2022-08-08 19:38:15

by Rik van Riel

[permalink] [raw]
Subject: [PATCH v5] livepatch: fix race between fork and KLP transition

The KLP transition code depends on the TIF_PATCH_PENDING and
the task->patch_state to stay in sync. On a normal (forward)
transition, TIF_PATCH_PENDING will be set on every task in
the system, while on a reverse transition (after a failed
forward one) first TIF_PATCH_PENDING will be cleared from
every task, followed by it being set on tasks that need to
be transitioned back to the original code.

However, the fork code copies over the TIF_PATCH_PENDING flag
from the parent to the child early on, in dup_task_struct and
setup_thread_stack. Much later, klp_copy_process will set
child->patch_state to match that of the parent.

However, the parent's patch_state may have been changed by KLP loading
or unloading since it was initially copied over into the child.

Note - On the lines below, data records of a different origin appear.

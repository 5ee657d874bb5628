//! A broadcast event bus and the collectors that subscribe to it.

pub mod bus;
pub mod collector;

pub use bus::MetricsBus;
pub use collector::InMemoryCollector;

This results in the KLP code occasionally hitting this warning in
klp_complete_transition:

for_each_process_thread(g, task) {
WARN_ON_ONCE(test_tsk_thread_flag(task, TIF_PATCH_PENDING));
task->patch_state = KLP_UNDEFINED;
}

Set, or clear, the TIF_PATCH_PENDING flag in the child task
depending on whether or not it is needed at the time
klp_copy_process is called, at a point in copy_process where the
tasklist_lock is held exclusively, preventing races with the KLP
code.

The KLP code does have a few places where the state is changed
without the tasklist_lock held, but those should not cause
problems because klp_update_patch_state(current) cannot be
called while the current task is in the middle of fork,
klp_check_and_switch_task() which is called under the pi_lock,
which prevents rescheduling, and manipulation of the patch
state of idle tasks, which do not fork.

This should prevent this warning from triggering again in the
future, and close the race for both normal and reverse transitions.

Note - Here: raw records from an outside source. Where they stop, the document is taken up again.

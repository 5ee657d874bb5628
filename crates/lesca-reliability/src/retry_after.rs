//! Parses a driver or upstream-server `Retry-After` hint into a clamped
//! backoff duration.

use chrono::{DateTime, Utc};

const DEFAULT_MAX_MS: u64 = 120_000;

/// Parses `value` as either an integer count of seconds or an RFC 1123 HTTP
/// date, returning a backoff in milliseconds clamped to `max_ms`
/// (default [`DEFAULT_MAX_MS`] when `None`). Returns `None` if `value`
/// parses as neither, or resolves to a date already in the past.
pub fn parse_retry_after(value: &str, max_ms: Option<u64>) -> Option<u64> {
    let max_ms = max_ms.unwrap_or(DEFAULT_MAX_MS);
    let value = value.trim();

    if let Ok(seconds) = value.parse::<u64>() {
        return Some((seconds * 1000).min(max_ms));
    }

    let when = DateTime::parse_from_rfc2822(value).ok()?.with_timezone(&Utc);
    let now = Utc::now();
    let delta_ms = when.signed_duration_since(now).num_milliseconds();
    if delta_ms <= 0 {
        return None;
    }
    Some((delta_ms as u64).min(max_ms))
}

#[cfg(test)]
mod tests {
    use super::*;

    #[test]
    fn parses_integer_seconds() {
        assert_eq!(parse_retry_after("5", None), Some(5000));
    }

    #[test]
    fn clamps_to_max() {
        assert_eq!(parse_retry_after("99999", Some(1000)), Some(1000));
    }

    #[test]
    fn rejects_garbage() {
        assert_eq!(parse_retry_after("not-a-date", None), None);
    }

    #[test]
    fn rejects_past_http_date() {
        assert_eq!(parse_retry_after("Sun, 06 Nov 1994 08:49:37 GMT", None), None);
    }
}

Signed-off-by: Rik van Riel <[email protected]>
Reported-by: Breno Leitao <[email protected]>
Reviewed-by: Petr Mladek <[email protected]>
Acked-by: Josh Poimboeuf <[email protected]>
Fixes: d83a7cb375ee ("livepatch: change to a per-task consistency model")
Cc: [email protected]
---
v5: incorporate changelog suggestions by Petr (thank you)

kernel/livepatch/transition.c | 18 ++++++++++++++++--
1 file changed, 16 insertions(+), 2 deletions(-)

diff --git a/kernel/livepatch/transition.c b/kernel/livepatch/transition.c
index 5d03a2ad1066..30187b1d8275 100644
--- a/kernel/livepatch/transition.c
+++ b/kernel/livepatch/transition.c
@@ -610,9 +610,23 @@ void klp_reverse_transition(void)
/* Called from copy_process() during fork */
void klp_copy_process(struct task_struct *child)
{
- child->patch_state = current->patch_state;

- /* TIF_PATCH_PENDING gets copied in setup_thread_stack() */
+ /*
+ * The parent process may have gone through a KLP transition since
+ * the thread flag was copied in setup_thread_stack earlier. Bring
+ * the task flag up to date with the parent here.
+ *
+ * The operation is serialized against all klp_*_transition()
+ * operations by the tasklist_lock. The only exception is
+ * klp_update_patch_state(current), but we cannot race with
+ * that because we are current.
+ */
+ if (test_tsk_thread_flag(current, TIF_PATCH_PENDING))
+ set_tsk_thread_flag(child, TIF_PATCH_PENDING);
+ else
+ clear_tsk_thread_flag(child, TIF_PATCH_PENDING);
+
+ child->patch_state = current->patch_state;
}

/*
--
2.37.1



2022-09-01 15:03:48

by Petr Mladek

[permalink] [raw]
Subject: Re: [PATCH v5] livepatch: fix race between fork and KLP transition

On Mon 2022-08-08 15:00:19, Rik van Riel wrote:
> The KLP transition code depends on the TIF_PATCH_PENDING and
> the task->patch_state to stay in sync. On a normal (forward)
> transition, TIF_PATCH_PENDING will be set on every task in
> the system, while on a reverse transition (after a failed
> forward one) first TIF_PATCH_PENDING will be cleared from
> every task, followed by it being set on tasks that need to
> be transitioned back to the original code.
>
> However, the fork code copies over the TIF_PATCH_PENDING flag
> from the parent to the child early on, in dup_task_struct and
> setup_thread_stack. Much later, klp_copy_process will set
> child->patch_state to match that of the parent.
>
> However, the parent's patch_state may have been changed by KLP loading
> or unloading since it was initially copied over into the child.
>
> This results in the KLP code occasionally hitting this warning in
> klp_complete_transition:
>
> for_each_process_thread(g, task) {
> WARN_ON_ONCE(test_tsk_thread_flag(task, TIF_PATCH_PENDING));
> task->patch_state = KLP_UNDEFINED;
> }
>
> Set, or clear, the TIF_PATCH_PENDING flag in the child task
> depending on whether or not it is needed at the time
> klp_copy_process is called, at a point in copy_process where the
> tasklist_lock is held exclusively, preventing races with the KLP
> code.
>
> The KLP code does have a few places where the state is changed
> without the tasklist_lock held, but those should not cause
> problems because klp_update_patch_state(current) cannot be
> called while the current task is in the middle of fork,
> klp_check_and_switch_task() which is called under the pi_lock,
> which prevents rescheduling, and manipulation of the patch
> state of idle tasks, which do not fork.
>
> This should prevent this warning from triggering again in the
> future, and close the race for both normal and reverse transitions.
>
> Signed-off-by: Rik van Riel <[email protected]>
> Reported-by: Breno Leitao <[email protected]>
> Reviewed-by: Petr Mladek <[email protected]>
> Acked-by: Josh Poimboeuf <[email protected]>
> Fixes: d83a7cb375ee ("livepatch: change to a per-task consistency model")
> Cc: [email protected]

The patch has been pushed to livepatching/livepaching.git,
branch for-6.1/fixes.

Best Regards,
Petr